■ **AIM OF THE EXERCISE**:
For the string "const", search the entries below and copy every line where it appears.

────────

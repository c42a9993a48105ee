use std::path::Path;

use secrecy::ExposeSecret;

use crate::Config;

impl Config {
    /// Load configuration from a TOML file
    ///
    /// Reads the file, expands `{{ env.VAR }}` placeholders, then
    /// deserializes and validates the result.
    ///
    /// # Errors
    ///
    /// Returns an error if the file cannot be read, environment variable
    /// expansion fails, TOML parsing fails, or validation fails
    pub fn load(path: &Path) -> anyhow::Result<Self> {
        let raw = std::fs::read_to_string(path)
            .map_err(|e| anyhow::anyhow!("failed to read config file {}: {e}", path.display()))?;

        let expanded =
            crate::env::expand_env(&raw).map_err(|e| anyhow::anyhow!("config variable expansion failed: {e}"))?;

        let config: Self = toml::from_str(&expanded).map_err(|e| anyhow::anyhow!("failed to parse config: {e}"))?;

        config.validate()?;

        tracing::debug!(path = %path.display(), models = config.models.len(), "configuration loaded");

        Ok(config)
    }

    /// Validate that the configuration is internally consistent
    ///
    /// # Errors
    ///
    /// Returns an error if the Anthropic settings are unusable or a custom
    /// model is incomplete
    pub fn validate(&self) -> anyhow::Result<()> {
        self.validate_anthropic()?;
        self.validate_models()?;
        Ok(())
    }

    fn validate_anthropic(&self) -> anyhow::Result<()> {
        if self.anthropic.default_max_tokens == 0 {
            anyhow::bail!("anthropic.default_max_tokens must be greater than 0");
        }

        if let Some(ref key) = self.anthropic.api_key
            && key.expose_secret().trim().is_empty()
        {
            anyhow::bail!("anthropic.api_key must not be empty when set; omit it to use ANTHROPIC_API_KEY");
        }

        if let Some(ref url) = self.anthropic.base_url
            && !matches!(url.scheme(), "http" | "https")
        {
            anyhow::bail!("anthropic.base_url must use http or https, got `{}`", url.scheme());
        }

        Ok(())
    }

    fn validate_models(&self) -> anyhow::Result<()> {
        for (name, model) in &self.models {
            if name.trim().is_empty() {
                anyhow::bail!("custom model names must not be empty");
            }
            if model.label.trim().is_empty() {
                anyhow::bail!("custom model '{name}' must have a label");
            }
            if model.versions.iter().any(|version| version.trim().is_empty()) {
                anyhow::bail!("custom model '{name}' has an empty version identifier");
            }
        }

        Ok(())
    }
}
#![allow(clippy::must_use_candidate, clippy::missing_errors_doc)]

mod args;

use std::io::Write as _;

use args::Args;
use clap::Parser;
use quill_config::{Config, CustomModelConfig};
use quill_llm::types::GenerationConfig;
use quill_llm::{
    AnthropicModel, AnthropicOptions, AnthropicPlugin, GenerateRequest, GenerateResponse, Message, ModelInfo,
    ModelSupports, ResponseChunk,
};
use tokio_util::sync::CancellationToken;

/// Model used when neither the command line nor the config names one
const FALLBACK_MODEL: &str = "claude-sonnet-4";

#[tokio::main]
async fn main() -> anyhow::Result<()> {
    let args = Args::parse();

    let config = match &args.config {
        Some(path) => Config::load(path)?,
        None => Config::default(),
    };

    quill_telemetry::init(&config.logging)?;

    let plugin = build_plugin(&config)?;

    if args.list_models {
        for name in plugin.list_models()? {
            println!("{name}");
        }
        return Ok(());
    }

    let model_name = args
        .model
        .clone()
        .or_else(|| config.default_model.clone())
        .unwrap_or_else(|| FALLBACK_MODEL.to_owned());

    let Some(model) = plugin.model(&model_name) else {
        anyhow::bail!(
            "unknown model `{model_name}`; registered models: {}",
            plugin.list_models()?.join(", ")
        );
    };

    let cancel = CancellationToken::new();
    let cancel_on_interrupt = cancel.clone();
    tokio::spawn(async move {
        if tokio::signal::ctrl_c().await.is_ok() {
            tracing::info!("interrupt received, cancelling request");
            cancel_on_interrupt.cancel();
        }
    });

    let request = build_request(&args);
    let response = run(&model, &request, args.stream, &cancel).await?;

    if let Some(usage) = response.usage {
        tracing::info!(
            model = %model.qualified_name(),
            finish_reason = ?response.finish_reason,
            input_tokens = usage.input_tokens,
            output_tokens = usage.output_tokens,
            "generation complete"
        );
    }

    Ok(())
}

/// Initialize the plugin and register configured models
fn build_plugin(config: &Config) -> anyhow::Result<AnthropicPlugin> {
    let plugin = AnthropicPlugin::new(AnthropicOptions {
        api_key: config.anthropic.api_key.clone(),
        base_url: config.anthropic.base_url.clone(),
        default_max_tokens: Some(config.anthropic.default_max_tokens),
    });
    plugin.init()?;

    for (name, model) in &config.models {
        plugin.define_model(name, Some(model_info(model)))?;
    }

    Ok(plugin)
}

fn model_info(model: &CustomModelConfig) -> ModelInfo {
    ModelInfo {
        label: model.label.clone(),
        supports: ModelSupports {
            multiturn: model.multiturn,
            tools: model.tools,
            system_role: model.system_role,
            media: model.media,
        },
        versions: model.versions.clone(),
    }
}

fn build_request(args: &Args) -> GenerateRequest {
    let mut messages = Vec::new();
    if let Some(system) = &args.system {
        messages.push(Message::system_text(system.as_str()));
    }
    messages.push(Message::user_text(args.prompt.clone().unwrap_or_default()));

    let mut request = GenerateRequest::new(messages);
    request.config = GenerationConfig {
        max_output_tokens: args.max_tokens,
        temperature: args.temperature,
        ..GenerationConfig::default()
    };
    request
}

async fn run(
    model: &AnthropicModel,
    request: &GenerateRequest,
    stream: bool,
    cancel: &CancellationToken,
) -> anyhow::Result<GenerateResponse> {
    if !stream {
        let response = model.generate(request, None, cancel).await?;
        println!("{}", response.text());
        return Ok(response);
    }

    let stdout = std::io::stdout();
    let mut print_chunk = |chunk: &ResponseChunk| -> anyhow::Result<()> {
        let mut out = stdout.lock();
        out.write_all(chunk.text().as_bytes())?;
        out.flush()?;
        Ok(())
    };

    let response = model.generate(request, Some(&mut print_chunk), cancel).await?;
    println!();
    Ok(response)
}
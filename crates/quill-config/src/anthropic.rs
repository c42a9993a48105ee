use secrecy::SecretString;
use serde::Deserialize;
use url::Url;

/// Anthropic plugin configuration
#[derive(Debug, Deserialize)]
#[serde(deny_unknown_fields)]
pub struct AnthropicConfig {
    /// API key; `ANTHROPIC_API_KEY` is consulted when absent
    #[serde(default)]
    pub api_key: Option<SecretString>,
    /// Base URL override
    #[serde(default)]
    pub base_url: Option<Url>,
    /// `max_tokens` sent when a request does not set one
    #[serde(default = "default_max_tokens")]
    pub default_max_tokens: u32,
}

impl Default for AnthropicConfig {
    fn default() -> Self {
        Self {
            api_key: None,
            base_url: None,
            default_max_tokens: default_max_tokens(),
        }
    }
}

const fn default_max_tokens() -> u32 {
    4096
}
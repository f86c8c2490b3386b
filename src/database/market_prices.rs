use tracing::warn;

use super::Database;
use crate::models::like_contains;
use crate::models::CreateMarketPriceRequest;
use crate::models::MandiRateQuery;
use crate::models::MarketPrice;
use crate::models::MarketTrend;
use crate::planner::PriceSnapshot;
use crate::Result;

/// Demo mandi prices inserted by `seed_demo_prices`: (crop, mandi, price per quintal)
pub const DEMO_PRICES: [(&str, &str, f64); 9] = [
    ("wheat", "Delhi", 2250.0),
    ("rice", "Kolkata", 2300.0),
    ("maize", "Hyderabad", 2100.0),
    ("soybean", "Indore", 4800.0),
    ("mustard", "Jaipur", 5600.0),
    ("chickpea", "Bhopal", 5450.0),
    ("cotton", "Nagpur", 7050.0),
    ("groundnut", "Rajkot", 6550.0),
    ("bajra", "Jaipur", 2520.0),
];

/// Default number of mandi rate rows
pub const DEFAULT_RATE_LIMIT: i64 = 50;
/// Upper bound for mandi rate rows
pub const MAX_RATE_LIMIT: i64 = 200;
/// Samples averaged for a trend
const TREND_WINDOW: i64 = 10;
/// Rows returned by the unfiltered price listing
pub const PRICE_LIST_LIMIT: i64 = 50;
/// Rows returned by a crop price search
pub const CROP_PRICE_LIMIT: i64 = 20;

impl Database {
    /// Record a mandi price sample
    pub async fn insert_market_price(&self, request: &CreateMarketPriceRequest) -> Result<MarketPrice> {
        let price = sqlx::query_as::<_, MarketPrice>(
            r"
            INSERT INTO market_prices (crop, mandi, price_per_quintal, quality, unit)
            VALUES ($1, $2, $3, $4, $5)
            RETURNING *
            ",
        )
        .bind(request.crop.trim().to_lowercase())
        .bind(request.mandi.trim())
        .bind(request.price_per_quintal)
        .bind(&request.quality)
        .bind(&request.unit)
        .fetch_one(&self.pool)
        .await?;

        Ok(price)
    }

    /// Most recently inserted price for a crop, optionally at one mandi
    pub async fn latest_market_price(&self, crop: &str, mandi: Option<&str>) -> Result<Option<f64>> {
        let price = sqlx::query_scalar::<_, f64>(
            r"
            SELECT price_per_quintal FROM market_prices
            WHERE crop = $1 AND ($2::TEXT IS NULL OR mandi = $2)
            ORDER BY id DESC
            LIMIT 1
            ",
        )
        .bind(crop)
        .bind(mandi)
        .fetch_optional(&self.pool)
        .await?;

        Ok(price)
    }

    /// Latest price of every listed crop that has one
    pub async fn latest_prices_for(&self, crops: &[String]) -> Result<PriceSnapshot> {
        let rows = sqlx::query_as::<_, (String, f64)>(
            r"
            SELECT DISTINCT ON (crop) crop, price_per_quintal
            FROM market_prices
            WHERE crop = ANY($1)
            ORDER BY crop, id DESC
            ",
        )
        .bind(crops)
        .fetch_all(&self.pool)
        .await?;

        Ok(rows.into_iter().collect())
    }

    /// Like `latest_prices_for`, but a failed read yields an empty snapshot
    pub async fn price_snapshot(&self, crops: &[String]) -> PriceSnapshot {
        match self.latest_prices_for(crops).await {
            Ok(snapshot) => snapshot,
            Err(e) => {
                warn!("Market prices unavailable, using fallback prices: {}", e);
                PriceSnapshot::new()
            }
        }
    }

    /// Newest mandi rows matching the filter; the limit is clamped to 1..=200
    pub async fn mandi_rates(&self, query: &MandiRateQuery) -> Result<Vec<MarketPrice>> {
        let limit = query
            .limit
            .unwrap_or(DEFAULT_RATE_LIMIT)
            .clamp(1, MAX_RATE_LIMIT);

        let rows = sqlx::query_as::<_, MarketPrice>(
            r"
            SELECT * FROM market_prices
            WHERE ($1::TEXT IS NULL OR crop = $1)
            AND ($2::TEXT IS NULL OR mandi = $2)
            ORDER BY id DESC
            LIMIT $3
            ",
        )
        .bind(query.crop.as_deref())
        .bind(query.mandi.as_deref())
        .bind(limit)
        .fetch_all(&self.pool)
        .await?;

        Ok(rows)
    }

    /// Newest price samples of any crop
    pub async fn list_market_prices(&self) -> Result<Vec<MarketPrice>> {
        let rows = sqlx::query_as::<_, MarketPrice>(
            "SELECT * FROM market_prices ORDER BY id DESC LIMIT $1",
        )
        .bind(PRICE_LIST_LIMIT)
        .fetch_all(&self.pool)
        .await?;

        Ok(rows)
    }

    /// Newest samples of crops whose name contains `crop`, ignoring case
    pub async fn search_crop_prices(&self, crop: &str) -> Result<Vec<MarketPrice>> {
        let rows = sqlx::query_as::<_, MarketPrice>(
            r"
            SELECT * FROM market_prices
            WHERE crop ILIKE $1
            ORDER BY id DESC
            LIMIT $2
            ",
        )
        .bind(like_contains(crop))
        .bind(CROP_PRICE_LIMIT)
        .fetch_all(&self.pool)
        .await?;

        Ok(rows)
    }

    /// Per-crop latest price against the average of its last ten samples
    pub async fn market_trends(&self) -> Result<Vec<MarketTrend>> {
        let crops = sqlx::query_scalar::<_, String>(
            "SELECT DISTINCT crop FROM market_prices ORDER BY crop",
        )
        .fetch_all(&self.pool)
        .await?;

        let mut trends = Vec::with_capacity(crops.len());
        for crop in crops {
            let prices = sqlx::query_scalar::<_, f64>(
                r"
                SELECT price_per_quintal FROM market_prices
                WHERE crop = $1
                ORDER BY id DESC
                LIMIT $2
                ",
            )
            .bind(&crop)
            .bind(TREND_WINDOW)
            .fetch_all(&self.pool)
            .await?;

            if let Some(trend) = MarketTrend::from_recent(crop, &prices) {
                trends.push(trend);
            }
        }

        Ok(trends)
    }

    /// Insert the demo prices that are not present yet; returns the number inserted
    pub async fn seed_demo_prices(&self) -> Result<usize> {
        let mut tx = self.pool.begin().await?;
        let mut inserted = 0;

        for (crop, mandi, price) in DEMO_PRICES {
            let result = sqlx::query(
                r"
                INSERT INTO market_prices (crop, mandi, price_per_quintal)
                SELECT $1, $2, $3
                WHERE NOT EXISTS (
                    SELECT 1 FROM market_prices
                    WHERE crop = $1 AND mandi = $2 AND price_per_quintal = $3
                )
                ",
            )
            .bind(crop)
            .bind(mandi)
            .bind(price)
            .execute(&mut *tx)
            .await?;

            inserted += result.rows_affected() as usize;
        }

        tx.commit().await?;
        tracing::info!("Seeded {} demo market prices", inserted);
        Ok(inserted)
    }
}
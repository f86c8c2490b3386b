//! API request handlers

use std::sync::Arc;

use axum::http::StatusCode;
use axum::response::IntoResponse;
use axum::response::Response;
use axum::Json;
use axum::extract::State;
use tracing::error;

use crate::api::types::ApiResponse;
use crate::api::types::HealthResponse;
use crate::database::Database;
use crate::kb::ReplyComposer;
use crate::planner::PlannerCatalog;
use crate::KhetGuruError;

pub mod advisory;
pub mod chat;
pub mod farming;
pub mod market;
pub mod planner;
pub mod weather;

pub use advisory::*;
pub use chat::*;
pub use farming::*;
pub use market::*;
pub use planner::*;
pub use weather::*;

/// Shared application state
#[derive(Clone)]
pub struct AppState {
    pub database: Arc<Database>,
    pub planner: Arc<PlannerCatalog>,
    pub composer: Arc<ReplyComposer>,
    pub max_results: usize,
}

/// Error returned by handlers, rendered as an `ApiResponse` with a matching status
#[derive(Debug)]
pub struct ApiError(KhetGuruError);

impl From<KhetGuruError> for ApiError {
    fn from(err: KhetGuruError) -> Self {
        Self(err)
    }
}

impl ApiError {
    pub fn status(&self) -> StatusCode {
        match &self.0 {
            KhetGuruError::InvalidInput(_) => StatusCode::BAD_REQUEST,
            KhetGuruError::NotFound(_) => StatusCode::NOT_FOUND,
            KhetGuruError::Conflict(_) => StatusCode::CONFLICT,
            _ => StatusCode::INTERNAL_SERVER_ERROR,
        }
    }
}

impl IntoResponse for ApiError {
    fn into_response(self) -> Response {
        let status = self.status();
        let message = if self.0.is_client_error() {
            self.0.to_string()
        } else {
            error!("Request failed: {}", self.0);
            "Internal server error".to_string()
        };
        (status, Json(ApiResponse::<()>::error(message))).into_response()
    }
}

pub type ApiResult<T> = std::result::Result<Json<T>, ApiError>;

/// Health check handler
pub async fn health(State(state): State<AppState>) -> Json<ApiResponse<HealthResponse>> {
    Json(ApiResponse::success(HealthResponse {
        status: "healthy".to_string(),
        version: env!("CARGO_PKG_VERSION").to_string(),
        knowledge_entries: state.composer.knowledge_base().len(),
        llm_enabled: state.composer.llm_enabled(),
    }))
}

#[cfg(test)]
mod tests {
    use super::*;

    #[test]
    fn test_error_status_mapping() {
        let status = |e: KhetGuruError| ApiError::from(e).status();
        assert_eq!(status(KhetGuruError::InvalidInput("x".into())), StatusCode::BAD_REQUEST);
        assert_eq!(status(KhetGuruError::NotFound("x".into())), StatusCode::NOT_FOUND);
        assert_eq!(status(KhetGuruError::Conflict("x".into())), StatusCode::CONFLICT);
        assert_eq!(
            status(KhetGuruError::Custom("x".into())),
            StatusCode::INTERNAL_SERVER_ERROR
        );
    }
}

────────

■ **RESPONSE TO THIS EXERCISE**:
const FALLBACK_MODEL: &str = "claude-sonnet-4";
const fn default_max_tokens() -> u32 {
pub const DEMO_PRICES: [(&str, &str, f64); 9] = [
pub const DEFAULT_RATE_LIMIT: i64 = 50;
pub const MAX_RATE_LIMIT: i64 = 200;
const TREND_WINDOW: i64 = 10;
pub const PRICE_LIST_LIMIT: i64 = 50;
pub const CROP_PRICE_LIMIT: i64 = 20;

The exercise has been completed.